New Heart Study Shows Diabetic Patients With Multiple Blockages Live Longer With Bypass Than Stents

FREEDOM trial studies patients with diabetes and advanced multivessel coronary artery disease

April 8, 2013 — The FREEDOM trial, the first long-term, comparative study of its kind exclusively for patients with diabetes and advanced multivessel coronary artery disease (CAD) revealed that diabetics with CAD live longer and are less likely to suffer a non-fatal heart attack when treated with bypass surgery instead of drug-eluting stents (DES), tiny, medicine-coated mesh tubes that prop open clogged arteries.

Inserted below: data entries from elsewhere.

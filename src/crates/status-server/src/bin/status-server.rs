//! status-server - monitoring status page
//!
//! Renders the status page of a Prometheus-style server once to stdout, or
//! serves it over HTTP.

use anyhow::Context;
use clap::{Parser, Subcommand};
use status_server::{create_router, AppState};
use status_view::config::{AppConfig, ENV_PREFIX};
use status_view::{fetch_status, render_document, render_page, FieldFormatter, HttpClient, PageState};
use std::net::SocketAddr;
use std::path::PathBuf;
use std::sync::Arc;

#[derive(Parser)]
#[command(name = "status-server")]
#[command(about = "Status page for Prometheus-style monitoring servers", long_about = None)]
#[command(version = env!("CARGO_PKG_VERSION"))]
struct Cli {
    /// Configuration file (.toml, .yaml, .yml or .json)
    #[arg(short, long, global = true)]
    config: Option<PathBuf>,

    /// Base URL of the monitored server
    #[arg(long, global = true)]
    server_url: Option<String>,

    /// Path prefix the server's API is mounted under
    #[arg(long, global = true)]
    path_prefix: Option<String>,

    #[command(subcommand)]
    command: Commands,
}

#[derive(Subcommand)]
enum Commands {
    /// Fetch the status once and print it as HTML
    Render {
        /// Print a complete HTML document instead of the page body
        #[arg(long)]
        document: bool,
    },

    /// Serve the status page over HTTP
    Serve {
        /// Address to bind to
        #[arg(long)]
        host: Option<String>,

        /// Port to bind to
        #[arg(short, long)]
        port: Option<u16>,
    },
}

#[tokio::main]
async fn main() -> anyhow::Result<()> {
    // Logs go to stderr so `render` output stays clean.
    let rust_log = std::env::var("RUST_LOG").unwrap_or_else(|_| "info".to_string());
    tracing_subscriber::fmt()
        .with_env_filter(rust_log)
        .with_writer(std::io::stderr)
        .init();

    let cli = Cli::parse();

    let mut config = AppConfig::load(cli.config.as_deref()).context("failed to load configuration")?;
    config.apply_env(ENV_PREFIX)?;
    if let Some(url) = cli.server_url {
        config.server_url = url;
    }
    if let Some(prefix) = cli.path_prefix {
        config.path_prefix = prefix;
    }
    if let Commands::Serve { host, port } = &cli.command {
        if let Some(host) = host {
            config.listen.host = host.clone();
        }
        if let Some(port) = port {
            config.listen.port = *port;
        }
    }
    config.validate()?;

    tracing::debug!(
        server_url = %config.server_url,
        path_prefix = %config.path_prefix,
        "configuration loaded"
    );

    let client = HttpClient::new(&config.server_url, config.client.clone())?;

    match cli.command {
        Commands::Render { document } => render(client, &config, document).await,
        Commands::Serve { .. } => serve(client, &config).await,
    }
}

async fn render(client: HttpClient, config: &AppConfig, document: bool) -> anyhow::Result<()> {
    let fetch = fetch_status(&client, &config.path_prefix).await;
    let body = render_page(&fetch, &FieldFormatter::status_page());

    if document {
        print!("{}", render_document(&body));
    } else {
        println!("{}", body);
    }

    if let PageState::Failed(message) = fetch.page_state() {
        anyhow::bail!("error fetching status from {}: {}", config.server_url, message);
    }
    Ok(())
}

async fn serve(client: HttpClient, config: &AppConfig) -> anyhow::Result<()> {
    let addr: SocketAddr = format!("{}:{}", config.listen.host, config.listen.port)
        .parse()
        .with_context(|| format!("invalid listen address {}:{}", config.listen.host, config.listen.port))?;

    let app = create_router(AppState::new(Arc::new(client), config.path_prefix.as_str()));

    let listener = tokio::net::TcpListener::bind(addr).await?;
    tracing::info!(%addr, server_url = %config.server_url, "status server listening");

    axum::serve(listener, app)
        .with_graceful_shutdown(shutdown_signal())
        .await?;

    tracing::info!("status server stopped");
    Ok(())
}

async fn shutdown_signal() {
    if let Err(e) = tokio::signal::ctrl_c().await {
        tracing::warn!(error = %e, "failed to listen for shutdown signal");
        std::future::pending::<()>().await;
    }
    tracing::info!("shutdown requested");
}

People with diabetes mellitus, a disease that affects an estimated 14.5 million Americans, are at higher risk for death from coronary artery disease and face increased risks from procedures to treat CAD, according to the National Heart, Lung, and Blood Institute. The disease in diabetic patients progresses faster than CAD in people who do not have diabetes.
The study reviewed five-year outcomes from 2005 to 2010 at 140 international sites for a total of 1,900 patients with diabetes and multivessel CAD who underwent randomization between coronary artery bypass grafting (CABG) and percutaneous coronary intervention (PCI) with DES, also known as angioplasty. All patients were prescribed standard medical therapy for coronary artery disease and diabetes.
Michael E. Farkouh, M.D., in the conclusion of the article that was published in the New England Journal of Medicine wrote, "For patients with diabetes and advanced coronary artery disease, CABG was superior to PCI in that it significantly reduced rates of death and myocardial infarction, with a higher rate of stroke."  The study found that at five years the combined rate of death, myocardial infarction or stroke was 8 percent lower in CABG patients compared to PCI patients.
"The result of the FREEDOM trial is going to definitely establish CABG as the preferred treatment modality in high risk diabetic patients with multivessel coronary disease,” said Farzan Filsoufi, M.D., leading cardiothoracic surgeon at the Mount Sinai Medical Center.